Desi Bruno, Garante Regionale Detenuti Emilia RomagnaL’auspicio di Desi Bruno, la figura di Garanzia dell’Assemblea legislativa, è che “si possa arricchire il percorso trattamentale della popolazione detenuta, pur nel rispetto delle esigenze di sicurezza”. La indicazioni contenute nella circolare del Dipartimento dell’amministrazione penitenziaria che regolamenta la possibilità di accesso a internet da parte dei detenuti “non si possono che registrare positivamente, rappresentando un primo passo verso l’apertura all’utilizzo delle moderne tecnologie informatiche”, ma sarà necessario “verificare che tipo di attuazione troveranno nelle singole realtà penitenziarie”.

A sostenerlo è Desi Bruno, Garante regionale delle persone private della libertà personale, che cita a proposito l’esempio del decreto del Presidente della Repubblica del 2000 che aveva aperto all’utilizzo della strumentazione informatica: “Nella pratica le autorizzazioni in tal senso da parte delle direzioni sono state più che eccezionali, anche nella nostra realtà regionale”, sottolinea la figura di garanzia dell’Assemblea legislativa

In ogni caso, l’auspicio della Garante è che queste nuove opportunità “possano arricchire il percorso trattamentale della popolazione detenuta, pur nel rispetto dell’esigenze di sicurezza”, anche perché, ricorda, “le Regole penitenziarie europee del 2006 hanno affermato che il trattamento penitenziario deve avvicinarsi il più possibile alle condizioni di vita, di organizzazione del lavoro e di studio delle persone libere”.
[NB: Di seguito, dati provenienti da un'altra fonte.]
impl RequestClient {
    /// A client over the given shared resources.
    pub fn new(
        cache: Arc<ChannelCache>,
        balancer: Arc<LoadBalancer>,
        keys: Arc<KeyPool>,
        body_cache: Arc<BodyCache>,
        breakers: Arc<BreakerRegistry>,
        retry: RetryPolicy,
    ) -> Self {
        Self {
            http: reqwest::Client::new(),
            cache,
            balancer,
            keys,
            body_cache,
            breakers,
            retry,
            channel_switches: AtomicU64::new(0),
            events: None,
        }
    }

    /// Use a shared HTTP client instead of a private one.
    pub fn with_http_client(mut self, http: reqwest::Client) -> Self {
        self.http = http;
        self
    }

    /// Attach an event handler.
    pub fn with_events(mut self, events: Arc<dyn EventHandler>) -> Self {
        self.events = Some(events);
        self
    }

    /// The active retry policy.
    pub fn retry_policy(&self) -> &RetryPolicy {
        &self.retry
    }

    /// Total channel switches across the client's lifetime.
    pub fn channel_switches(&self) -> u64 {
        self.channel_switches.load(Ordering::Relaxed)
    }

    /// Issue a request with retry and channel fail-over.
    pub async fn execute(
        &self,
        cancel: &CancellationToken,
        method: Method,
        path: &str,
        body: Option<&[u8]>,
        headers: HeaderMap,
        opts: &SelectOptions,
    ) -> Result<RelayResponse> {
        let cache_id = match body {
            Some(bytes) => Some(self.body_cache.put(bytes).await?),
            None => None,
        };

        let failed_channels = Mutex::new(Vec::<u64>::new());
        let last_channel = Mutex::new(None::<u64>);
        let failed_ref = &failed_channels;
        let last_ref = &last_channel;
        let cache_id_ref = &cache_id;

        self.retry
            .run(cancel, |attempt| {
                let method = method.clone();
                let headers = headers.clone();
                let opts = opts.clone();
                async move {
                    let (channel, key) =
                        self.pick_route(&opts, attempt, failed_ref, last_ref)?;

                    let body = match cache_id_ref {
                        Some(id) => Some(self.body_cache.get(id).await?),
                        None => None,
                    };

                    let outcome = self
                        .send_once(cancel, &channel, &key, method, path, body, headers)
                        .await;
                    if outcome.is_err() {
                        failed_ref.lock().push(channel.id);
                    }
                    outcome
                }
            })
            .await
    }

    /// Issue a streaming request with retry and channel fail-over,
    /// handing back live chunk and error channels once the upstream
    /// accepts the request.
    pub async fn execute_stream(
        &self,
        cancel: &CancellationToken,
        path: &str,
        body: Option<&[u8]>,
        headers: HeaderMap,
        opts: &SelectOptions,
    ) -> Result<UpstreamStream> {
        let cache_id = match body {
            Some(bytes) => Some(self.body_cache.put(bytes).await?),
            None => None,
        };

        let failed_channels = Mutex::new(Vec::<u64>::new());
        let last_channel = Mutex::new(None::<u64>);
        let failed_ref = &failed_channels;
        let last_ref = &last_channel;
        let cache_id_ref = &cache_id;

        self.retry
            .run(cancel, |attempt| {
                let headers = headers.clone();
                let opts = opts.clone();
                async move {
                    let (channel, key) =
                        self.pick_route(&opts, attempt, failed_ref, last_ref)?;

                    let body = match cache_id_ref {
                        Some(id) => Some(self.body_cache.get(id).await?),
                        None => None,
                    };

                    let outcome = self
                        .open_stream(cancel, &channel, &key, path, body, headers)
                        .await;
                    if outcome.is_err() {
                        failed_ref.lock().push(channel.id);
                    }
                    outcome
                }
            })
            .await
    }

    /// Select the channel and key for one attempt, tracking fail-over.
    fn pick_route(
        &self,
        opts: &SelectOptions,
        attempt: u32,
        failed: &Mutex<Vec<u64>>,
        last: &Mutex<Option<u64>>,
    ) -> Result<(Arc<Channel>, Arc<ApiKey>)> {
        let mut select_opts = opts.clone();
        select_opts.excluded_ids.extend(failed.lock().iter().copied());

        let channel = match self.balancer.select(&select_opts) {
            Ok(channel) => channel,
            Err(err) => {
                // Every remaining channel failed this request already;
                // fall back to the full candidate set rather than give up.
                if attempt > 0 && !failed.lock().is_empty() {
                    failed.lock().clear();
                    self.balancer.select(opts)?
                } else {
                    return Err(err);
                }
            }
        };

        let mut last = last.lock();
        if attempt > 0 {
            if let Some(previous) = *last {
                if previous != channel.id {
                    self.channel_switches.fetch_add(1, Ordering::Relaxed);
                    emit(
                        &self.events,
                        Event::ChannelSwitch {
                            from: previous,
                            to: channel.id,
                            attempt,
                        },
                    );
                }
            }
        }
        *last = Some(channel.id);
        drop(last);

        let key = self.keys.select_key(&channel.channel_type)?;
        Ok((channel, key))
    }

    /// One HTTP attempt against one channel.
    async fn send_once(
        &self,
        cancel: &CancellationToken,
        channel: &Arc<Channel>,
        key: &Arc<ApiKey>,
        method: Method,
        path: &str,
        body: Option<Vec<u8>>,
        headers: HeaderMap,
    ) -> Result<RelayResponse> {
        let url = format!("{}{}", channel.base_url.trim_end_matches('/'), path);
        channel.metrics.begin_request();
        let started = Instant::now();

        let mut request = self
            .http
            .request(method, &url)
            .headers(headers)
            .bearer_auth(&key.secret);
        if let Some(bytes) = body {
            request = request.header(CONTENT_TYPE, "application/json").body(bytes);
        }

        let response = tokio::select! {
            _ = cancel.cancelled() => {
                channel.metrics.abort_request();
                return Err(RelayError::Cancelled);
            }
            response = request.send() => response,
        };

        let response = match response {
            Ok(response) => response,
            Err(err) => {
                self.record_failure(channel, key);
                return Err(RelayError::Request(err));
            }
        };

        let status = response.status().as_u16();
        if status >= 400 {
            let retry_after = parse_retry_after(response.headers());
            let body = response.text().await.unwrap_or_default();
            self.record_failure(channel, key);
            return Err(RelayError::Upstream {
                status,
                body,
                retry_after,
            });
        }

        let response_headers = response.headers().clone();
        let bytes = match response.bytes().await {
            Ok(bytes) => bytes,
            Err(err) => {
                self.record_failure(channel, key);
                return Err(RelayError::Request(err));
            }
        };

        let latency = started.elapsed();
        self.record_success(channel, key, latency);

        Ok(RelayResponse {
            status,
            headers: response_headers,
            body: bytes.to_vec(),
            channel_id: channel.id,
            latency,
        })
    }

    /// One streaming HTTP attempt: send, classify the status, then spawn
    /// the pump feeding decoded chunks into bounded channels.
    async fn open_stream(
        &self,
        cancel: &CancellationToken,
        channel: &Arc<Channel>,
        key: &Arc<ApiKey>,
        path: &str,
        body: Option<Vec<u8>>,
        headers: HeaderMap,
    ) -> Result<UpstreamStream> {
        let url = format!("{}{}", channel.base_url.trim_end_matches('/'), path);
        channel.metrics.begin_request();
        let started = Instant::now();

        let mut request = self
            .http
            .post(&url)
            .headers(headers)
            .bearer_auth(&key.secret);
        if let Some(bytes) = body {
            request = request.header(CONTENT_TYPE, "application/json").body(bytes);
        }

        let response = tokio::select! {
            _ = cancel.cancelled() => {
                channel.metrics.abort_request();
                return Err(RelayError::Cancelled);
            }
            response = request.send() => response,
        };

        let response = match response {
            Ok(response) => response,
            Err(err) => {
                self.record_failure(channel, key);
                return Err(RelayError::Request(err));
            }
        };

        let status = response.status().as_u16();
        if status >= 400 {
            let retry_after = parse_retry_after(response.headers());
            let body = response.text().await.unwrap_or_default();
            self.record_failure(channel, key);
            return Err(RelayError::Upstream {
                status,
                body,
                retry_after,
            });
        }

        let latency = started.elapsed();
        let (chunk_tx, chunk_rx) = mpsc::channel(64);
        let (error_tx, error_rx) = mpsc::channel(4);

        let pump_channel = channel.clone();
        let pump_key = key.clone();
        let pump_breakers = self.breakers.clone();
        let pump_cancel = cancel.clone();
        tokio::spawn(async move {
            let mut stream = response.bytes_stream();
            let mut decoder = SseDecoder::new();

            loop {
                let item = tokio::select! {
                    _ = pump_cancel.cancelled() => break,
                    item = stream.next() => item,
                };
                let Some(item) = item else {
                    // Upstream closed without [DONE]; flush what remains.
                    if let Some(SseEvent::Message { data, .. }) = decoder.flush() {
                        if let Ok(value) = serde_json::from_str::<Value>(&data) {
                            let _ = chunk_tx.send(value).await;
                        }
                    }
                    record_stream_success(&pump_channel, &pump_key, &pump_breakers, latency);
                    return;
                };

                let bytes = match item {
                    Ok(bytes) => bytes,
                    Err(err) => {
                        record_stream_failure(&pump_channel, &pump_key, &pump_breakers);
                        let _ = error_tx.send(RelayError::Request(err)).await;
                        return;
                    }
                };

                for event in decoder.decode(&bytes) {
                    match event {
                        SseEvent::Done => {
                            record_stream_success(&pump_channel, &pump_key, &pump_breakers, latency);
                            return;
                        }
                        SseEvent::Message { event, data } => {
                            if event.as_deref() == Some("error") {
                                record_stream_failure(&pump_channel, &pump_key, &pump_breakers);
                                let _ = error_tx.send(RelayError::Other(data)).await;
                                return;
                            }
                            if let Ok(value) = serde_json::from_str::<Value>(&data) {
                                if chunk_tx.send(value).await.is_err() {
                                    // Consumer went away; count the work done.
                                    record_stream_success(
                                        &pump_channel,
                                        &pump_key,
                                        &pump_breakers,
                                        latency,
                                    );
                                    return;
                                }
                            }
                        }
                    }
                }
            }
            // Cancelled mid-stream.
            pump_channel.metrics.abort_request();
        });

        Ok(UpstreamStream {
            channel_id: channel.id,
            channel_name: channel.name.clone(),
            status,
            chunks: chunk_rx,
            errors: error_rx,
        })
    }

    fn record_success(&self, channel: &Arc<Channel>, key: &Arc<ApiKey>, latency: Duration) {
        channel.metrics.record_success(latency);
        key.record_usage(true, 0);
        self.breakers.on_success(channel.id);
    }

    fn record_failure(&self, channel: &Arc<Channel>, key: &Arc<ApiKey>) {
        let consecutive = channel.metrics.record_failure();
        apply_failure_thresholds(channel, consecutive);
        key.record_usage(false, 0);
        self.breakers.on_failure(channel.id);
    }

    /// Per-channel statistics for operators.
    pub fn channel_stats(&self, channel_id: u64) -> Result<ChannelStatsSnapshot> {
        let channel = self.cache.get(channel_id)?;
        Ok(snapshot(&channel))
    }

    /// Statistics for every registered channel.
    pub fn all_channel_stats(&self) -> Vec<ChannelStatsSnapshot> {
        self.cache.all().iter().map(|c| snapshot(c)).collect()
    }

    /// Operator reset: clear a channel's consecutive-failure counter and
    /// its breaker.
    pub fn reset_channel_failures(&self, channel_id: u64) -> Result<()> {
        let channel = self.cache.get(channel_id)?;
        channel.metrics.reset_consecutive_failures();
        self.breakers.reset(channel_id);
        Ok(())
    }
}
La circolare in questione, prosegue Bruno, prevede che detenuti e internati possano utilizzare l’accesso a internet “per sviluppare percorsi trattamentali complessi, valorizzando le esperienze innovative di telelavoro, formazione e didattica già realizzate in alcuni istituti penitenziari”. Importante anche il passaggio che “invita le strutture penitenziarie in cui sono collocati detenuti comuni a implementare l’utilizzo di strumenti di comunicazione audiovisiva per favorire il mantenimento delle relazioni familiari”.

In ogni caso, specifica Bruno, nel nuovo modello “sarà prevista, in funzione delle specifiche esigenze legate ai percorsi trattamentali individuali, la navigazione su siti selezionati sulla base di convenzioni, accordi e contratti stipulati con i soggetti esterni che offrono opportunità trattamentali, prevedendo in ogni caso modalità di accesso guidate e sicure verso i siti previsti”. Inoltre, “le limitazioni poste all’infrastruttura di rete consentiranno al detenuto di consultare esclusivamente i siti per i quali è stato autorizzato e le postazioni saranno collocate nelle sale comuni dedicate alle attività trattamentali, anche per agevolare il controllo da parte degli operatori” e “viene consigliata la presenza di un tutor di sostegno durante l’attività, formato dagli operatori specializzati ministeriali”. Infine, assicura Bruno, “non tutte a tutte le tipologie di detenuti sarà consentito di accedere a internet, ma solo ai detenuti dei circuiti a custodia attenuata e media sicurezza” mentre “sono esclusi i detenuti in regime ex art. 41bis e per quanto riguarda i detenuti del circuito dell’alta sicurezza le direzioni valuteranno caso per caso”.